REQUIRED ACTION » Which lines of the records below contain the string "without"? Report each of them.

##### DATA FOR REVIEW #####

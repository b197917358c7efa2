//! Output handling for comparison reports.
//!
//! Provides report file naming and utilities for writing reports.

use crate::config::DEFAULT_REPORT_PREFIX;
use crate::reports::ReportFormat;
use anyhow::{Context, Result};
use chrono::{DateTime, Utc};
use std::ffi::OsString;
use std::io::IsTerminal;
use std::path::{Path, PathBuf};

/// Target for output - either stdout or a file
#[derive(Debug, Clone, PartialEq, Eq)]
pub enum OutputTarget {
    /// Write to stdout
    Stdout,
    /// Write to a file
    File(PathBuf),
}

impl OutputTarget {
    /// Create output target from optional path
    #[must_use]
    pub fn from_option(path: Option<PathBuf>) -> Self {
        path.map_or(Self::Stdout, Self::File)
    }

    /// Check if output is to a terminal
    #[must_use]
    pub fn is_terminal(&self) -> bool {
        matches!(self, Self::Stdout) && std::io::stdout().is_terminal()
    }
}

/// Determine if color should be used based on flags and environment
#[must_use]
pub fn should_use_color(no_color_flag: bool) -> bool {
    !no_color_flag && std::env::var("NO_COLOR").is_err()
}

/// Write output to the target (stdout or file)
pub fn write_output(content: &str, target: &OutputTarget, quiet: bool) -> Result<()> {
    match target {
        OutputTarget::Stdout => {
            print!("{content}");
            Ok(())
        }
        OutputTarget::File(path) => {
            if let Some(parent) = path.parent().filter(|p| !p.as_os_str().is_empty()) {
                std::fs::create_dir_all(parent).with_context(|| {
                    format!("Failed to create output directory {}", parent.display())
                })?;
            }
            std::fs::write(path, content)
                .with_context(|| format!("Failed to write output to {}", path.display()))?;
            if !quiet {
                tracing::info!("Report written to {}", path.display());
            }
            Ok(())
        }
    }
}

/// Default report file name: `OdisCompare_<YYYY-MM-DDTHH_MM_SS_ffff>`.
#[must_use]
pub fn report_file_name(timestamp: DateTime<Utc>) -> String {
    format!(
        "{DEFAULT_REPORT_PREFIX}_{}_{:04}",
        timestamp.format("%Y-%m-%dT%H_%M_%S"),
        timestamp.timestamp_subsec_micros() / 100
    )
}

/// Path of the reports without suffix or extension.
///
/// An existing directory receives the default file name; any other path is
/// used as the stem itself.
#[must_use]
pub fn report_stem(output: Option<&Path>, timestamp: DateTime<Utc>) -> PathBuf {
    match output {
        Some(path) if path.is_dir() => path.join(report_file_name(timestamp)),
        Some(path) => path.to_path_buf(),
        None => PathBuf::from(report_file_name(timestamp)),
    }
}

/// Suffix of one part of a split report.
///
/// The first part holds the missing ECUs; every other part is named after
/// its ECU id without leading zeros, padded to two digits.
#[must_use]
pub fn split_suffix(index: usize, ecu_id: Option<&str>) -> String {
    match (index, ecu_id) {
        (0, _) | (_, None) => "_missing".to_string(),
        (_, Some(id)) => format!("_{:0>2}", id.trim_start_matches('0')),
    }
}

/// Final file path for one report.
#[must_use]
pub fn report_path(stem: &Path, suffix: &str, format: ReportFormat) -> PathBuf {
    let mut name = OsString::from(stem.as_os_str());
    name.push(suffix);
    name.push(".");
    name.push(format.extension());
    PathBuf::from(name)
}
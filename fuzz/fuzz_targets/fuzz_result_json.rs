#![no_main]
use libfuzzer_sys::fuzz_target;

/// Fuzz the reload path for previously written JSON results.
fuzz_target!(|data: &[u8]| {
    if let Ok(s) = std::str::from_utf8(data) {
        if let Ok(results) = serde_json::from_str::<odis_compare::ComparisonResults>(s) {
            let _ = odis_compare::diff::statistics(&results);
            let _ = results.split_by_ecu();
        }
    }
});
//! In-memory model of ODIS diagnostic snapshots.
//!
//! This module defines the tree the loader produces and the comparison
//! engine consumes:
//!
//! - [`OdisProtocol`] → [`Ecu`] → [`EcuData`] (master / subsystem records)
//!   → [`ValueItem`] (recursive value nodes)
//! - [`KeyedSequence`], the ordered collection with a lazily built,
//!   disambiguated key index used at every level of the tree
//! - [`FieldKind`] / [`FieldParameters`], naming and classifying the
//!   compared attributes of a value node
//! - [`key_codec`], translating record type tags and composite subsystem
//!   keys for display and grouping

pub mod key_codec;
mod field;
mod keyed;
mod odis;

pub use field::{FieldKind, FieldParameters};
pub use keyed::{build_keyed_index, disambiguate, KeyProjection, Keyed, KeyedSequence};
pub use odis::{
    is_blank, subsystem_key, subsystem_sequence, Communication, Ecu, EcuData, EcuGroup,
    EcuSelector, Information, NameValue, OdisProtocol, ValueItem, Vehicle,
    SUBSYSTEM_NUMBER_TI_NAME, SUBSYSTEM_PART_NUMBER_TI_NAME, SUBSYSTEM_SYSTEM_NAME_TI_NAME,
};
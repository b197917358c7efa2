//! Escaping utilities for Markdown report generation.
//!
//! ODIS values are free text written by ECU suppliers and testers; they
//! regularly contain `|`, `*`, `_` and line breaks. Every value embedded in
//! a Markdown report goes through one of these helpers so it cannot break
//! table structure or open stray emphasis.

/// Append one character to `out`, escaped for a Markdown table cell.
///
/// Emphasis markers are escaped too, because cells may be wrapped in `**`
/// for highlighting.
pub fn push_escaped(out: &mut String, c: char) {
    match c {
        '|' | '*' | '_' | '`' | '[' | ']' | '<' | '>' | '~' | '#' => {
            out.push('\\');
            out.push(c);
        }
        '\n' | '\t' => out.push(' '),
        '\r' => {}
        _ => out.push(c),
    }
}

/// Escape a string for safe inclusion in a Markdown table cell.
///
/// # Examples
///
/// ```
/// use odis_compare::reports::escape::escape_markdown_cell;
///
/// assert_eq!(escape_markdown_cell("a | b"), "a \\| b");
/// assert_eq!(escape_markdown_cell("SW_VERSION"), "SW\\_VERSION");
/// ```
#[must_use]
pub fn escape_markdown_cell(s: &str) -> String {
    let mut result = String::with_capacity(s.len());
    for c in s.chars() {
        push_escaped(&mut result, c);
    }
    result
}

/// Escape a string for a Markdown heading line.
#[must_use]
pub fn escape_markdown_heading(s: &str) -> String {
    let mut result = String::with_capacity(s.len());
    for c in s.chars() {
        match c {
            '*' | '_' | '`' | '[' | ']' | '#' | '<' | '>' => {
                result.push('\\');
                result.push(c);
            }
            '\n' | '\r' => result.push(' '),
            _ => result.push(c),
        }
    }
    result
}

/// Escape an optional value for a table cell, returning "-" for None.
#[must_use]
pub fn escape_md_opt(s: Option<&str>) -> String {
    match s {
        Some(v) if !v.is_empty() => escape_markdown_cell(v),
        _ => "-".to_string(),
    }
}
//! Configuration validation for odis-compare.
//!
//! Provides validation traits and implementations for all configuration types.

use super::types::{
    AppConfig, BehaviorConfig, CompareConfig, CompareInput, ComparisonConfig, OutputConfig,
};
use crate::reports::ReportFormat;
use std::collections::HashSet;
use std::hash::Hash;

// ============================================================================
// Configuration Error
// ============================================================================

/// Error type for configuration validation.
#[derive(Debug, Clone, PartialEq, Eq)]
pub struct ConfigError {
    /// The field that failed validation
    pub field: String,
    /// Description of the validation error
    pub message: String,
}

impl ConfigError {
    fn new(field: impl Into<String>, message: impl Into<String>) -> Self {
        Self {
            field: field.into(),
            message: message.into(),
        }
    }
}

impl std::fmt::Display for ConfigError {
    fn fmt(&self, f: &mut std::fmt::Formatter<'_>) -> std::fmt::Result {
        write!(f, "{}: {}", self.field, self.message)
    }
}

impl std::error::Error for ConfigError {}

// ============================================================================
// Validation Trait
// ============================================================================

/// Trait for validatable configuration types.
pub trait Validatable {
    /// Validate the configuration, returning any errors found.
    fn validate(&self) -> Vec<ConfigError>;

    /// Check if the configuration is valid.
    fn is_valid(&self) -> bool {
        self.validate().is_empty()
    }
}

/// First value that occurs twice in `items`.
fn first_duplicate<T: Eq + Hash + Copy>(items: &[T]) -> Option<T> {
    let mut seen = HashSet::new();
    items.iter().copied().find(|item| !seen.insert(*item))
}

// ============================================================================
// Validation Implementations
// ============================================================================

impl Validatable for AppConfig {
    fn validate(&self) -> Vec<ConfigError> {
        let mut errors = Vec::new();
        errors.extend(self.comparison.validate());
        errors.extend(self.output.validate());
        errors.extend(self.behavior.validate());
        errors
    }
}

impl Validatable for ComparisonConfig {
    fn validate(&self) -> Vec<ConfigError> {
        let mut errors = Vec::new();

        if let Some(option) = first_duplicate(&self.options) {
            errors.push(ConfigError::new(
                "comparison.options",
                format!("Option '{option}' is listed more than once"),
            ));
        }

        if let Some(kind) = first_duplicate(&self.bypass) {
            errors.push(ConfigError::new(
                "comparison.bypass",
                format!("Field '{kind}' is listed more than once"),
            ));
        }

        for (i, token) in self.ecus.iter().enumerate() {
            if token.trim().is_empty() {
                errors.push(ConfigError::new(
                    format!("comparison.ecus[{i}]"),
                    "ECU filter token must not be empty",
                ));
            }
        }

        errors
    }
}

impl Validatable for OutputConfig {
    fn validate(&self) -> Vec<ConfigError> {
        let mut errors = Vec::new();

        if self.formats.is_empty() {
            errors.push(ConfigError::new(
                "output.formats",
                "At least one report format is required",
            ));
        }

        if let Some(format) = first_duplicate(&self.formats) {
            errors.push(ConfigError::new(
                "output.formats",
                format!("Format '{format}' is listed more than once"),
            ));
        }

        if self.split_by_ecu
            && !self.formats.is_empty()
            && self.formats.iter().all(|f| *f == ReportFormat::Json)
        {
            errors.push(ConfigError::new(
                "output.split_by_ecu",
                "Splitting by ECU has no effect on JSON output",
            ));
        }

        if let Some(path) = &self.path {
            if path.is_file() && path.extension().is_some() {
                errors.push(ConfigError::new(
                    "output.path",
                    format!(
                        "Output path must be a folder or a file stem without extension: {}",
                        path.display()
                    ),
                ));
            }
        }

        errors
    }
}

impl Validatable for BehaviorConfig {
    fn validate(&self) -> Vec<ConfigError> {
        // BehaviorConfig contains only boolean flags that don't need validation
        Vec::new()
    }
}

impl Validatable for CompareConfig {
    fn validate(&self) -> Vec<ConfigError> {
        let mut errors = Vec::new();

        match &self.input {
            CompareInput::Snapshots { first, second } => {
                for (field, path) in [("first", first), ("second", second)] {
                    if !path.exists() {
                        errors.push(ConfigError::new(
                            field,
                            format!("File not found: {}", path.display()),
                        ));
                    }
                }
            }
            CompareInput::Results(path) => {
                if !path.exists() {
                    errors.push(ConfigError::new(
                        "input_json",
                        format!("Result file not found: {}", path.display()),
                    ));
                }
            }
        }

        errors.extend(self.comparison.validate());
        errors.extend(self.output.validate());
        errors
    }
}

// ============================================================================
// Tests
// ============================================================================
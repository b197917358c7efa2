//! Report generation for comparison results.
//!
//! This module provides the output formats for ODIS comparison results:
//! - JSON: the full result tree, reloadable with `--input-json`
//! - Summary: compact statistics table for the terminal
//! - Markdown: human-readable report with per-ECU sections
//!
//! # Security
//!
//! The `escape` module provides utilities for safe output generation.
//! All values taken from the snapshots should be escaped before embedding
//! them in Markdown reports.

pub mod escape;
mod json;
mod markdown;
mod summary;
mod types;

pub use json::JsonReporter;
pub use markdown::MarkdownReporter;
pub use summary::SummaryReporter;
pub use types::ReportFormat;

use crate::diff::ComparisonResults;
use std::io::Write;
use thiserror::Error;

/// Errors that can occur during report generation
#[derive(Error, Debug)]
pub enum ReportError {
    #[error("IO error: {0}")]
    IoError(#[from] std::io::Error),

    #[error("Serialization error: {0}")]
    SerializationError(String),

    #[error("Format error: {0}")]
    FormatError(#[from] std::fmt::Error),
}

impl From<ReportError> for crate::error::OdisCompareError {
    fn from(err: ReportError) -> Self {
        use crate::error::ReportErrorKind;
        match err {
            ReportError::IoError(source) => Self::from(source),
            ReportError::SerializationError(message) => Self::report(
                "serializing results",
                ReportErrorKind::JsonSerializationError(message),
            ),
            ReportError::FormatError(err) => Self::report(
                "formatting report",
                ReportErrorKind::UnsupportedFormat(err.to_string()),
            ),
        }
    }
}

/// Trait for report generators
pub trait ReportGenerator {
    /// Generate a report from comparison results
    fn generate_report(&self, results: &ComparisonResults) -> Result<String, ReportError>;

    /// Write report to a writer
    fn write_report(
        &self,
        results: &ComparisonResults,
        writer: &mut dyn Write,
    ) -> Result<(), ReportError> {
        let report = self.generate_report(results)?;
        writer.write_all(report.as_bytes())?;
        Ok(())
    }

    /// Get the format this generator produces
    fn format(&self) -> ReportFormat;
}

/// Create a report generator for the given format
#[must_use]
pub fn create_reporter(format: ReportFormat) -> Box<dyn ReportGenerator> {
    create_reporter_with_options(format, true)
}

/// Create a report generator with color control
#[must_use]
pub fn create_reporter_with_options(
    format: ReportFormat,
    use_color: bool,
) -> Box<dyn ReportGenerator> {
    match format {
        ReportFormat::Json => Box::new(JsonReporter::new()),
        ReportFormat::Summary => {
            if use_color {
                Box::new(SummaryReporter::new())
            } else {
                Box::new(SummaryReporter::new().no_color())
            }
        }
        ReportFormat::Markdown => Box::new(MarkdownReporter::new()),
    }
}

#[cfg(test)]
mod tests {
    use super::*;
    use crate::config::ComparisonConfig;

    #[test]
    fn test_create_reporter_formats() {
        for format in [ReportFormat::Json, ReportFormat::Summary, ReportFormat::Markdown] {
            assert_eq!(create_reporter(format).format(), format);
        }
    }

    #[test]
    fn test_write_report_to_buffer() {
        let results = ComparisonResults::new(ComparisonConfig::default());
        let mut buffer = Vec::new();
        create_reporter_with_options(ReportFormat::Summary, false)
            .write_report(&results, &mut buffer)
            .unwrap();
        let text = String::from_utf8(buffer).unwrap();
        assert!(text.contains("No differences found"));
    }
}
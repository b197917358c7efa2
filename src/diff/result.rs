//! Comparison result structures.
//!
//! The result tree mirrors the input shape: one [`EcuComparisonResult`] per
//! compared ECU, holding one [`EcuDataComparisonResult`] per compared record.
//! Everything a renderer needs (paths, descriptions, field kinds and
//! rendering flags) is embedded at construction time.

use crate::config::ComparisonConfig;
use crate::model::{
    key_codec, disambiguate, Ecu, EcuData, FieldKind, FieldParameters, Keyed, KeyedSequence,
    OdisProtocol, ValueItem,
};
use chrono::{DateTime, Utc};
use indexmap::IndexMap;
use serde::{Deserialize, Serialize};
use std::path::{Path, PathBuf};

/// Path segment marking a subsystem record.
pub const SUBSYSTEM_SEGMENT: &str = "subsystem";

/// A single field-level difference between two paired value nodes.
#[derive(Debug, Clone, PartialEq, Eq, Serialize, Deserialize)]
pub struct Difference {
    /// Containment chain: entity, (subsystem), record type, value keys
    pub path: Vec<String>,
    /// Display names of the two compared nodes, first then second
    pub field_descriptions: Vec<String>,
    pub field_kind: FieldKind,
    #[serde(default)]
    pub parameters: FieldParameters,
    pub message: String,
    #[serde(skip_serializing_if = "Option::is_none")]
    pub first_value: Option<String>,
    #[serde(skip_serializing_if = "Option::is_none")]
    pub second_value: Option<String>,
}

impl Difference {
    /// Create a difference; the message is derived from the two values.
    #[must_use]
    pub fn new(
        path: Vec<String>,
        field_descriptions: Vec<String>,
        field_kind: FieldKind,
        parameters: FieldParameters,
        first_value: Option<&str>,
        second_value: Option<&str>,
    ) -> Self {
        Self {
            message: format!(
                "{} is different from {}",
                first_value.unwrap_or_default(),
                second_value.unwrap_or_default()
            ),
            path,
            field_descriptions,
            field_kind,
            parameters,
            first_value: first_value.map(str::to_string),
            second_value: second_value.map(str::to_string),
        }
    }

    /// Path relative to the record, joined with `separator`.
    ///
    /// The entity and record-type segments are dropped (plus the subsystem
    /// marker) and the last segment is replaced by the first description.
    #[must_use]
    pub fn display_path(&self, separator: &str) -> String {
        let skip = if self.path.get(1).map(String::as_str) == Some(SUBSYSTEM_SEGMENT) {
            3
        } else {
            2
        };
        let mut segments: Vec<&str> = self.path.iter().skip(skip).map(String::as_str).collect();
        if let (Some(last), Some(description)) =
            (segments.last_mut(), self.field_descriptions.first())
        {
            if !description.is_empty() {
                *last = description.as_str();
            }
        }
        segments.join(separator)
    }
}

/// Result of comparing one pair of records.
#[derive(Debug, Clone, Default, PartialEq, Serialize, Deserialize)]
#[serde(default)]
pub struct EcuDataComparisonResult {
    /// Entity, (subsystem), record type, record `ti_name`
    pub path: Vec<String>,
    #[serde(skip_serializing_if = "Option::is_none")]
    pub descriptions: Option<Vec<String>>,
    /// Value nodes that only exist in the second record, at any depth
    pub fields_missing_in_first: IndexMap<String, ValueItem>,
    /// Value nodes that only exist in the first record, at any depth
    pub fields_missing_in_second: IndexMap<String, ValueItem>,
    pub differences: Vec<Difference>,
}

impl EcuDataComparisonResult {
    #[must_use]
    pub fn new(path: Vec<String>, descriptions: Option<Vec<String>>) -> Self {
        Self {
            path,
            descriptions,
            ..Default::default()
        }
    }

    #[must_use]
    pub fn is_empty(&self) -> bool {
        self.fields_missing_in_first.is_empty()
            && self.fields_missing_in_second.is_empty()
            && self.differences.is_empty()
    }

    /// Whether the record is a subsystem record.
    #[must_use]
    pub fn is_subsystem(&self) -> bool {
        self.path.get(1).map(String::as_str) == Some(SUBSYSTEM_SEGMENT)
    }

    /// Display label of the record type this result belongs to.
    #[must_use]
    pub fn record_type(&self) -> String {
        let segment = if self.is_subsystem() {
            self.path.get(2)
        } else {
            self.path.get(1)
        };
        segment.map(|s| key_codec::record_type_of(s)).unwrap_or_default()
    }

    /// Title line: the description pair when present, otherwise the path.
    #[must_use]
    pub fn title(&self) -> String {
        match self.descriptions.as_deref() {
            Some([first, second]) if first == second => first.clone(),
            Some([first, second]) => format!("{first} / {second}"),
            _ => self
                .path
                .iter()
                .skip(1)
                .filter(|segment| !segment.is_empty())
                .cloned()
                .collect::<Vec<_>>()
                .join(" / "),
        }
    }
}

/// Result of comparing one pair of ECUs.
#[derive(Debug, Clone, Default, PartialEq, Serialize, Deserialize)]
#[serde(default)]
pub struct EcuComparisonResult {
    pub ecu_id: String,
    pub first_ecu: Ecu,
    pub second_ecu: Ecu,
    pub master_missing_in_first: IndexMap<String, EcuData>,
    pub master_missing_in_second: IndexMap<String, EcuData>,
    pub master_results: Vec<EcuDataComparisonResult>,
    pub subsystem_missing_in_first: IndexMap<String, EcuData>,
    pub subsystem_missing_in_second: IndexMap<String, EcuData>,
    pub subsystem_results: Vec<EcuDataComparisonResult>,
}

impl Keyed for EcuComparisonResult {
    fn project_key(&self, index: usize) -> String {
        disambiguate(&self.ecu_id, index)
    }
}

impl EcuComparisonResult {
    /// Create an empty result for a pair of ECUs.
    #[must_use]
    pub fn new(first: &Ecu, second: &Ecu) -> Self {
        Self {
            ecu_id: first.ecu_id.clone(),
            first_ecu: first.clone(),
            second_ecu: second.clone(),
            ..Default::default()
        }
    }

    #[must_use]
    pub fn is_empty(&self) -> bool {
        self.master_missing_in_first.is_empty()
            && self.master_missing_in_second.is_empty()
            && self.master_results.is_empty()
            && self.subsystem_missing_in_first.is_empty()
            && self.subsystem_missing_in_second.is_empty()
            && self.subsystem_results.is_empty()
    }

    /// Master and subsystem record results, in that order.
    pub fn record_results(&self) -> impl Iterator<Item = &EcuDataComparisonResult> {
        self.master_results.iter().chain(self.subsystem_results.iter())
    }

    /// Re-apply a comparison policy; returns `None` if nothing survives.
    fn filtered(&self, config: &ComparisonConfig) -> Option<Self> {
        let keep_first = config.reports_missing_in_first();
        let keep_second = config.reports_missing_in_second();
        let filter_records = |records: &[EcuDataComparisonResult]| {
            records
                .iter()
                .filter_map(|record| filter_record(record, config))
                .collect::<Vec<_>>()
        };

        let result = Self {
            ecu_id: self.ecu_id.clone(),
            first_ecu: self.first_ecu.clone(),
            second_ecu: self.second_ecu.clone(),
            master_missing_in_first: keep_or_empty(&self.master_missing_in_first, keep_first),
            master_missing_in_second: keep_or_empty(&self.master_missing_in_second, keep_second),
            master_results: filter_records(&self.master_results),
            subsystem_missing_in_first: keep_or_empty(&self.subsystem_missing_in_first, keep_first),
            subsystem_missing_in_second: keep_or_empty(
                &self.subsystem_missing_in_second,
                keep_second,
            ),
            subsystem_results: filter_records(&self.subsystem_results),
        };
        (!result.is_empty()).then_some(result)
    }
}

fn keep_or_empty<V: Clone>(map: &IndexMap<String, V>, keep: bool) -> IndexMap<String, V> {
    if keep {
        map.clone()
    } else {
        IndexMap::new()
    }
}

fn filter_record(
    record: &EcuDataComparisonResult,
    config: &ComparisonConfig,
) -> Option<EcuDataComparisonResult> {
    let differences = if config.reports_differences() {
        record
            .differences
            .iter()
            .filter(|d| !config.is_bypassed(d.field_kind))
            .cloned()
            .collect()
    } else {
        Vec::new()
    };
    let result = EcuDataComparisonResult {
        path: record.path.clone(),
        descriptions: record.descriptions.clone(),
        fields_missing_in_first: keep_or_empty(
            &record.fields_missing_in_first,
            config.reports_missing_in_first(),
        ),
        fields_missing_in_second: keep_or_empty(
            &record.fields_missing_in_second,
            config.reports_missing_in_second(),
        ),
        differences,
    };
    (!result.is_empty()).then_some(result)
}

/// Header data of one compared snapshot.
#[derive(Debug, Clone, Default, PartialEq, Eq, Serialize, Deserialize)]
#[serde(default)]
pub struct SnapshotInfo {
    #[serde(skip_serializing_if = "Option::is_none")]
    pub path: Option<PathBuf>,
    #[serde(skip_serializing_if = "Option::is_none")]
    pub vin: Option<String>,
    #[serde(skip_serializing_if = "Option::is_none")]
    pub mileage: Option<String>,
    #[serde(skip_serializing_if = "Option::is_none")]
    pub time_of_issue: Option<String>,
}

impl SnapshotInfo {
    #[must_use]
    pub fn from_protocol(path: &Path, protocol: &OdisProtocol) -> Self {
        Self {
            path: Some(path.to_path_buf()),
            vin: protocol.vin().map(str::to_string),
            mileage: protocol.mileage().map(str::to_string),
            time_of_issue: protocol.time_of_issue.clone(),
        }
    }
}

/// Complete result of a snapshot comparison.
#[derive(Debug, Clone, PartialEq, Serialize, Deserialize)]
#[must_use]
pub struct ComparisonResults {
    pub timestamp: DateTime<Utc>,
    /// Policy the tree was computed (or last filtered) with
    pub options: ComparisonConfig,
    #[serde(default, skip_serializing_if = "Option::is_none")]
    pub first_snapshot: Option<SnapshotInfo>,
    #[serde(default, skip_serializing_if = "Option::is_none")]
    pub second_snapshot: Option<SnapshotInfo>,
    #[serde(default)]
    pub ecus_missing_in_first: IndexMap<String, Ecu>,
    #[serde(default)]
    pub ecus_missing_in_second: IndexMap<String, Ecu>,
    /// Non-empty ECU results, keyed by ECU id
    #[serde(default)]
    pub ecu_results: KeyedSequence<EcuComparisonResult>,
}

impl ComparisonResults {
    /// Create an empty result stamped with the current time.
    pub fn new(options: ComparisonConfig) -> Self {
        Self {
            timestamp: Utc::now(),
            options,
            first_snapshot: None,
            second_snapshot: None,
            ecus_missing_in_first: IndexMap::new(),
            ecus_missing_in_second: IndexMap::new(),
            ecu_results: KeyedSequence::default(),
        }
    }

    /// Attach snapshot header data.
    pub fn with_snapshots(mut self, first: SnapshotInfo, second: SnapshotInfo) -> Self {
        self.first_snapshot = Some(first);
        self.second_snapshot = Some(second);
        self
    }

    /// True when no ECU is missing and no compared ECU differs.
    #[must_use]
    pub fn is_empty(&self) -> bool {
        self.ecus_missing_in_first.is_empty()
            && self.ecus_missing_in_second.is_empty()
            && self.ecu_results.is_empty()
    }

    /// Total number of reported items (missing entities, records, fields and differences).
    #[must_use]
    pub fn difference_count(&self) -> usize {
        let per_ecu: usize = self
            .ecu_results
            .iter()
            .map(|ecu| {
                ecu.master_missing_in_first.len()
                    + ecu.master_missing_in_second.len()
                    + ecu.subsystem_missing_in_first.len()
                    + ecu.subsystem_missing_in_second.len()
                    + ecu
                        .record_results()
                        .map(|r| {
                            r.fields_missing_in_first.len()
                                + r.fields_missing_in_second.len()
                                + r.differences.len()
                        })
                        .sum::<usize>()
            })
            .sum();
        self.ecus_missing_in_first.len() + self.ecus_missing_in_second.len() + per_ecu
    }

    /// Split into one result holding only the missing ECUs, followed by one
    /// result per compared ECU. All parts share timestamp and options.
    pub fn split_by_ecu(&self) -> Vec<Self> {
        let empty = || Self {
            timestamp: self.timestamp,
            options: self.options.clone(),
            first_snapshot: self.first_snapshot.clone(),
            second_snapshot: self.second_snapshot.clone(),
            ecus_missing_in_first: IndexMap::new(),
            ecus_missing_in_second: IndexMap::new(),
            ecu_results: KeyedSequence::default(),
        };

        let mut parts = Vec::with_capacity(self.ecu_results.len() + 1);
        let mut missing = empty();
        missing.ecus_missing_in_first = self.ecus_missing_in_first.clone();
        missing.ecus_missing_in_second = self.ecus_missing_in_second.clone();
        parts.push(missing);

        for ecu in &self.ecu_results {
            let mut part = empty();
            part.ecu_results.push(ecu.clone());
            parts.push(part);
        }
        parts
    }

    /// Re-apply a comparison policy to an existing tree.
    ///
    /// Presence maps of disabled directions are cleared, differences of
    /// bypassed kinds are dropped and ECUs outside the filter are removed.
    /// Records and ECUs left empty are dropped.
    pub fn filtered(&self, config: &ComparisonConfig) -> Self {
        let ecu_results = self
            .ecu_results
            .iter()
            .filter(|ecu| config.ecu_filter_matches(&ecu.ecu_id))
            .filter_map(|ecu| ecu.filtered(config))
            .collect();

        Self {
            timestamp: self.timestamp,
            options: config.clone(),
            first_snapshot: self.first_snapshot.clone(),
            second_snapshot: self.second_snapshot.clone(),
            ecus_missing_in_first: keep_or_empty(
                &self.ecus_missing_in_first,
                config.reports_missing_in_first(),
            ),
            ecus_missing_in_second: keep_or_empty(
                &self.ecus_missing_in_second,
                config.reports_missing_in_second(),
            ),
            ecu_results,
        }
    }
}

#####

FINAL ANSWER »
/// Path of the reports without suffix or extension.
/// its ECU id without leading zeros, padded to two digits.
                        "Output path must be a folder or a file stem without extension: {}",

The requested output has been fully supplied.